Banks around the world are working to develop, launch or expand the mobile payments services they offer to their customers. Many issuers already support the ‘OEM Pays’ – Apple Pay, Android Pay and Samsung Pay – and many more will seek to as they roll-out into other countries.
As part of this process, banks work closely with the payment schemes to integrate with their tokenization services. The schemes manage tokenization on behalf of the OEM Pays and allow banks to connect to these mobile payment services. There are now millions of digital cards and payment tokens deployed into the OEM Pay wallets.
|Payment tokenization replaces traditional primary account numbers (PAN) with unique payment tokens that can only be used in certain circumstances. For example, a token might only be usable when making a payment with a specific device (such as a smartphone) or when paying for goods or services at a specific merchant. The technology has been introduced to protect transaction data and mitigate fraud.
Token service providers are entities in the payments ecosystem that are responsible for the generation, storage, de-tokenization and lifecycle management of tokens.
As the mobile payments ecosystem expands, managing tokenization activity is becoming increasingly complex and time-consuming.
Banks are seeing themselves integrate with an increasing number of third parties. Across a bank’s portfolio of accounts, it might issue cards across multiple payment schemes and issue digital cards to a range of OEM Pay wallets.
This requires connections with a number of the payment schemes’ tokenization services, each with their own individual requirements, specifications and interfaces.
In parallel, banks need to manage ongoing projects to update their systems in line with the regular specification updates from the global technical body and the payment schemes. This requires a great deal of time, investment and expertise.
With these individual connections to third parties, we are seeing a fragmented internal tokenization system develop that does not allow banks to gain an overall view of tokenization activity.
Banks therefore need a solution that not only simplifies the increasing complexity of their current tokenization activity, but that can also be adapted and expanded to meet future tokenization requirements as this relatively new ecosystem develops.
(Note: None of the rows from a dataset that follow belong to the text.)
// Copyright 2025 eraflo
//
// Licensed under the Apache License, Version 2.0 (the "License");
// you may not use this file except in compliance with the License.
// You may obtain a copy of the License at
//
//     http://www.apache.org/licenses/LICENSE-2.0
//
// Unless required by applicable law or agreed to in writing, software
// distributed under the License is distributed on an "AS IS" BASIS,
// WITHOUT WARRANTIES OR CONDITIONS OF ANY KIND, either express or implied.
// See the License for the specific language governing permissions and
// limitations under the License.

//! Provides 2D, 3D, and 4D vector types and their associated operations.

use serde::{Deserialize, Serialize};

use super::EPSILON;
use std::ops::{Add, AddAssign, Div, Index, Mul, Neg, Sub};

/// Implements the component-wise arithmetic shared by every vector type.
macro_rules! impl_componentwise_ops {
    ($ty:ident { $($field:ident),+ }) => {
        impl Add for $ty {
            type Output = Self;
            #[inline]
            fn add(self, rhs: Self) -> Self {
                Self { $($field: self.$field + rhs.$field),+ }
            }
        }

        impl AddAssign for $ty {
            #[inline]
            fn add_assign(&mut self, rhs: Self) {
                $(self.$field += rhs.$field;)+
            }
        }

        impl Sub for $ty {
            type Output = Self;
            #[inline]
            fn sub(self, rhs: Self) -> Self {
                Self { $($field: self.$field - rhs.$field),+ }
            }
        }

        impl Mul for $ty {
            type Output = Self;
            /// Multiplies two vectors component-wise.
            #[inline]
            fn mul(self, rhs: Self) -> Self {
                Self { $($field: self.$field * rhs.$field),+ }
            }
        }

        impl Mul<f32> for $ty {
            type Output = Self;
            #[inline]
            fn mul(self, rhs: f32) -> Self {
                Self { $($field: self.$field * rhs),+ }
            }
        }

        impl Mul<$ty> for f32 {
            type Output = $ty;
            #[inline]
            fn mul(self, rhs: $ty) -> $ty {
                rhs * self
            }
        }

        impl Div<f32> for $ty {
            type Output = Self;
            #[inline]
            fn div(self, rhs: f32) -> Self {
                let inv = 1.0 / rhs;
                Self { $($field: self.$field * inv),+ }
            }
        }

        impl Neg for $ty {
            type Output = Self;
            #[inline]
            fn neg(self) -> Self {
                Self { $($field: -self.$field),+ }
            }
        }

        impl $ty {
            /// Calculates the dot product of this vector and another.
            #[inline]
            pub fn dot(&self, rhs: Self) -> f32 {
                0.0 $(+ self.$field * rhs.$field)+
            }

            /// Calculates the squared length (magnitude) of the vector.
            #[inline]
            pub fn length_squared(&self) -> f32 {
                self.dot(*self)
            }

            /// Calculates the length (magnitude) of the vector.
            #[inline]
            pub fn length(&self) -> f32 {
                self.length_squared().sqrt()
            }

            /// Returns a unit-length copy of the vector, or zero if the length is near zero.
            #[inline]
            pub fn normalize(&self) -> Self {
                let len_sq = self.length_squared();
                if len_sq > EPSILON * EPSILON {
                    *self * (1.0 / len_sq.sqrt())
                } else {
                    Self::ZERO
                }
            }

            /// Component-wise maximum of two vectors.
            #[inline]
            pub fn max(self, rhs: Self) -> Self {
                Self { $($field: self.$field.max(rhs.$field)),+ }
            }

            /// Component-wise minimum of two vectors.
            #[inline]
            pub fn min(self, rhs: Self) -> Self {
                Self { $($field: self.$field.min(rhs.$field)),+ }
            }

            /// Returns `true` if every component is finite.
            #[inline]
            pub fn is_finite(&self) -> bool {
                true $(&& self.$field.is_finite())+
            }
        }
    };
}

// --- Vec2 ---

/// A 2-dimensional vector with `f32` components.
#[derive(
    Debug,
    Default,
    Copy,
    Clone,
    PartialEq,
    bytemuck::Pod,
    bytemuck::Zeroable,
    Serialize,
    Deserialize,
)]
#[repr(C)]
pub struct Vec2 {
    /// The x component of the vector.
    pub x: f32,
    /// The y component of the vector.
    pub y: f32,
}

impl Vec2 {
    /// A vector with all components set to `0.0`.
    pub const ZERO: Self = Self { x: 0.0, y: 0.0 };

    /// Creates a new `Vec2` with the specified components.
    #[inline]
    pub const fn new(x: f32, y: f32) -> Self {
        Self { x, y }
    }
}

impl_componentwise_ops!(Vec2 { x, y });

// --- Vec3 ---

/// A 3-dimensional vector with `f32` components.
#[derive(
    Debug,
    Default,
    Copy,
    Clone,
    PartialEq,
    bytemuck::Pod,
    bytemuck::Zeroable,
    Serialize,
    Deserialize,
)]
#[repr(C)]
pub struct Vec3 {
    /// The x component of the vector.
    pub x: f32,
    /// The y component of the vector.
    pub y: f32,
    /// The z component of the vector.
    pub z: f32,
}

impl Vec3 {
    /// A vector with all components set to `0.0`.
    pub const ZERO: Self = Self::new(0.0, 0.0, 0.0);
    /// A vector with all components set to `1.0`.
    pub const ONE: Self = Self::new(1.0, 1.0, 1.0);
    /// The unit vector along +X (right).
    pub const X: Self = Self::new(1.0, 0.0, 0.0);
    /// The unit vector along +Y (up).
    pub const Y: Self = Self::new(0.0, 1.0, 0.0);
    /// The unit vector along +Z (forward).
    pub const Z: Self = Self::new(0.0, 0.0, 1.0);

    /// Creates a new `Vec3` with the specified components.
    #[inline]
    pub const fn new(x: f32, y: f32, z: f32) -> Self {
        Self { x, y, z }
    }

    /// Creates a vector with all components set to `value`.
    #[inline]
    pub const fn splat(value: f32) -> Self {
        Self::new(value, value, value)
    }

    /// Calculates the cross product of this vector and another.
    #[inline]
    pub fn cross(&self, rhs: Self) -> Self {
        Self {
            x: self.y * rhs.z - self.z * rhs.y,
            y: self.z * rhs.x - self.x * rhs.z,
            z: self.x * rhs.y - self.y * rhs.x,
        }
    }

    /// Extends the vector with a `w` component.
    #[inline]
    pub const fn extend(self, w: f32) -> Vec4 {
        Vec4::new(self.x, self.y, self.z, w)
    }

    /// Returns the first two components.
    #[inline]
    pub const fn truncate(self) -> Vec2 {
        Vec2::new(self.x, self.y)
    }
}

impl_componentwise_ops!(Vec3 { x, y, z });

// --- Vec4 ---

/// A 4-dimensional vector with `f32` components.
///
/// Besides homogeneous coordinates, `Vec4` is the unit of exchange for texel
/// values: every texture format decodes to and encodes from a `Vec4`.
#[derive(
    Debug,
    Default,
    Copy,
    Clone,
    PartialEq,
    bytemuck::Pod,
    bytemuck::Zeroable,
    Serialize,
    Deserialize,
)]
#[repr(C)]
pub struct Vec4 {
    /// The x component of the vector.
    pub x: f32,
    /// The y component of the vector.
    pub y: f32,
    /// The z component of the vector.
    pub z: f32,
    /// The w component of the vector.
    pub w: f32,
}

impl Vec4 {
    /// A vector with all components set to `0.0`.
    pub const ZERO: Self = Self::new(0.0, 0.0, 0.0, 0.0);
    /// A vector with all components set to `1.0`.
    pub const ONE: Self = Self::new(1.0, 1.0, 1.0, 1.0);
    /// The unit vector along the X axis.
    pub const X: Self = Self::new(1.0, 0.0, 0.0, 0.0);
    /// The unit vector along the Y axis.
    pub const Y: Self = Self::new(0.0, 1.0, 0.0, 0.0);
    /// The unit vector along the Z axis.
    pub const Z: Self = Self::new(0.0, 0.0, 1.0, 0.0);
    /// The unit vector along the W axis.
    pub const W: Self = Self::new(0.0, 0.0, 0.0, 1.0);

    /// Creates a new `Vec4` with the specified components.
    #[inline]
    pub const fn new(x: f32, y: f32, z: f32, w: f32) -> Self {
        Self { x, y, z, w }
    }

    /// Creates a vector with all components set to `value`.
    #[inline]
    pub const fn splat(value: f32) -> Self {
        Self::new(value, value, value, value)
    }

    /// Creates a `Vec4` from a `Vec3` and a `w` component.
    #[inline]
    pub const fn from_vec3(v: Vec3, w: f32) -> Self {
        Self::new(v.x, v.y, v.z, w)
    }

    /// Drops the `w` component.
    #[inline]
    pub const fn truncate(self) -> Vec3 {
        Vec3::new(self.x, self.y, self.z)
    }

    /// Linearly interpolates between `start` and `end` without clamping `t`.
    #[inline]
    pub fn lerp(start: Self, end: Self, t: f32) -> Self {
        start + (end - start) * t
    }
}

impl_componentwise_ops!(Vec4 { x, y, z, w });

impl Index<usize> for Vec4 {
    type Output = f32;
    /// # Panics
    /// Panics if `index` is greater than 3.
    #[inline]
    fn index(&self, index: usize) -> &f32 {
        match index {
            0 => &self.x,
            1 => &self.y,
            2 => &self.z,
            3 => &self.w,
            _ => panic!("Index out of bounds for Vec4"),
        }
    }
}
Banks can look to Rambus Bell ID’s Token Gateway to overcome all of these challenges. Banks can now manage tokenization activity for the ‘OEM Pay’ mobile wallets through a single software platform. This significantly simplifies and consolidates integration with the multiple token service providers (TSPs) operated by third-parties, like international and domestic payment schemes.
Rambus Bell ID constantly aligns Token Gateway with the latest requirements from the credit and debit schemes. This avoids the complex and time consuming process of monitoring for specification updates from the schemes and manually managing the update process to their systems. This makes the lifecycle management of tokenization significantly easier and cheaper.
Issuers also have the ability to tailor the solution to their specific needs. In addition to a lifecycle management module, which is fundamental to the platform, banks can choose from various optional modules. For example, a card asset module allows the personalization and branding of digital cards, and a token vault mirror is available to maintain a log of tokenized data in-house, allowing banks to check a transaction without having to contact the relevant scheme TSP. And as the banks’ needs evolve, the system can be altered and expanded at any time.